Easy to Use Plot Library for Python
What Are the Best Python Plotting Libraries?
Let's dive into the various tools available to Python programmers for visualizing data
Python is a fantastic language for working with data. Libraries like Numpy, Pandas, and Scikit-Learn make it one of the most capable options when it comes to data science. One of the most important aspects of working with data is being able to visualize it. Whether it be for exploratory analysis or sharing findings with the public, creating effective visualizations is something Python programmers find themselves doing often.
In true Python fashion, there are a plethora of options when it comes to choosing a library for plotting. There are relatively simple options, like Matplotlib, and there are more complex libraries, like Folium, that leverage the power of JavaScript to create truly stunning interactive maps. Choosing a library ultimately depends on the type of data and the goals for the plot. Whether you are an engineer analyzing data from an experiment or a researcher presenting your findings at a conference, Python has the tools to create the right visualization for you. In this post, I will discuss some of the best plotting libraries for various circumstances.
The Data
It's much more interesting to compare plotting libraries by using them to explore real data, so in this post, we will be looking at how the living arrangements of 25 to 34-year-olds in the United States have changed between 1967 and 2021. This age group is particularly interesting since it covers the years when young adults are generally finished with college and moving on to the next phase of their lives.

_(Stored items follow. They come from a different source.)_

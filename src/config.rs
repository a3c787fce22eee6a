//! Generator configuration.
//!
//! All knobs that change which combinations are accepted live here so a
//! run can be reproduced from its config alone. Loadable from JSON.

use serde::{Deserialize, Serialize};

use crate::error::Result;
use crate::models::DEFAULT_LAB_SUFFIX;

/// How slot codes missing from the slot mapping index are treated.
#[derive(Debug, Clone, Copy, PartialEq, Eq, Default, Serialize, Deserialize)]
#[serde(rename_all = "snake_case")]
pub enum UnknownCodePolicy {
    /// The code occupies no cell and therefore always fits.
    ///
    /// Can overstate feasibility when the catalog contains typos.
    #[default]
    Ignore,
    /// The offering is rejected with
    /// [`TimetableError::UnknownSlotCode`](crate::error::TimetableError::UnknownSlotCode).
    Reject,
}

/// Configuration for [`Generator`](crate::generator::Generator).
///
/// # Example
/// ```
/// use u_timetable::config::{GeneratorConfig, UnknownCodePolicy};
///
/// let config = GeneratorConfig::from_json(r#"{ "unknown_code_policy": "reject" }"#).unwrap();
/// assert_eq!(config.unknown_code_policy, UnknownCodePolicy::Reject);
/// assert_eq!(config.lab_suffix, "L");
/// ```
#[derive(Debug, Clone, PartialEq, Eq, Serialize, Deserialize)]
#[serde(default)]
pub struct GeneratorConfig {
    /// Treatment of unmapped slot codes.
    pub unknown_code_policy: UnknownCodePolicy,
    /// Suffix that marks lab course codes and lab slot codes.
    pub lab_suffix: String,
    /// Skip offerings containing a slot code that ends with `lab_suffix`.
    pub theory_only: bool,
    /// Drop global-pairing results whose course→footprint sets coincide.
    pub dedupe_results: bool,
}

impl Default for GeneratorConfig {
    fn default() -> Self {
        Self {
            unknown_code_policy: UnknownCodePolicy::Ignore,
            lab_suffix: DEFAULT_LAB_SUFFIX.to_string(),
            theory_only: false,
            dedupe_results: true,
        }
    }
}

impl GeneratorConfig {
    /// Creates the default configuration.
    pub fn new() -> Self {
        Self::default()
    }

    /// Parses a configuration; missing fields take their defaults.
    pub fn from_json(json: &str) -> Result<Self> {
        Ok(serde_json::from_str(json)?)
    }

    /// Sets the unknown-code policy.
    pub fn with_unknown_code_policy(mut self, policy: UnknownCodePolicy) -> Self {
        self.unknown_code_policy = policy;
        self
    }

    /// Sets the lab suffix.
    pub fn with_lab_suffix(mut self, suffix: impl Into<String>) -> Self {
        self.lab_suffix = suffix.into();
        self
    }

    /// Restricts offerings to theory slots.
    pub fn with_theory_only(mut self, theory_only: bool) -> Self {
        self.theory_only = theory_only;
        self
    }

    /// Enables or disables result deduplication in global pairing.
    pub fn with_dedupe_results(mut self, dedupe: bool) -> Self {
        self.dedupe_results = dedupe;
        self
    }
}

#[cfg(test)]
mod tests {
    use super::*;

    #[test]
    fn test_defaults() {
        let c = GeneratorConfig::default();
        assert_eq!(c.unknown_code_policy, UnknownCodePolicy::Ignore);
        assert_eq!(c.lab_suffix, "L");
        assert!(!c.theory_only);
        assert!(c.dedupe_results);
    }

    #[test]
    fn test_builder() {
        let c = GeneratorConfig::new()
            .with_unknown_code_policy(UnknownCodePolicy::Reject)
            .with_lab_suffix("LAB")
            .with_theory_only(true)
            .with_dedupe_results(false);
        assert_eq!(c.unknown_code_policy, UnknownCodePolicy::Reject);
        assert_eq!(c.lab_suffix, "LAB");
        assert!(c.theory_only);
        assert!(!c.dedupe_results);
    }

    #[test]
    fn test_json_round_trip() {
        let c = GeneratorConfig::new().with_theory_only(true);
        let json = serde_json::to_string(&c).unwrap();
        assert!(json.contains("\"unknown_code_policy\":\"ignore\""));
        assert_eq!(GeneratorConfig::from_json(&json).unwrap(), c);
    }

    #[test]
    fn test_invalid_policy() {
        assert!(GeneratorConfig::from_json(r#"{ "unknown_code_policy": "maybe" }"#).is_err());
    }
}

This data is available from the United States Census Bureau, and we can easily download an excel file containing the age group we want to analyze. Once we've downloaded the right file, we can read it into pandas and clean it up a little.
When it comes to reading Excel files rather than .csv files there is often a little more work to be done to get to a nice pandas DataFrame that is ready to be worked with. When I read in the file I can tell pandas which rows are to be used as my headers and how many rows of actual data there are following those headers. This lets us toss out the extra information that isn't part of our actual table.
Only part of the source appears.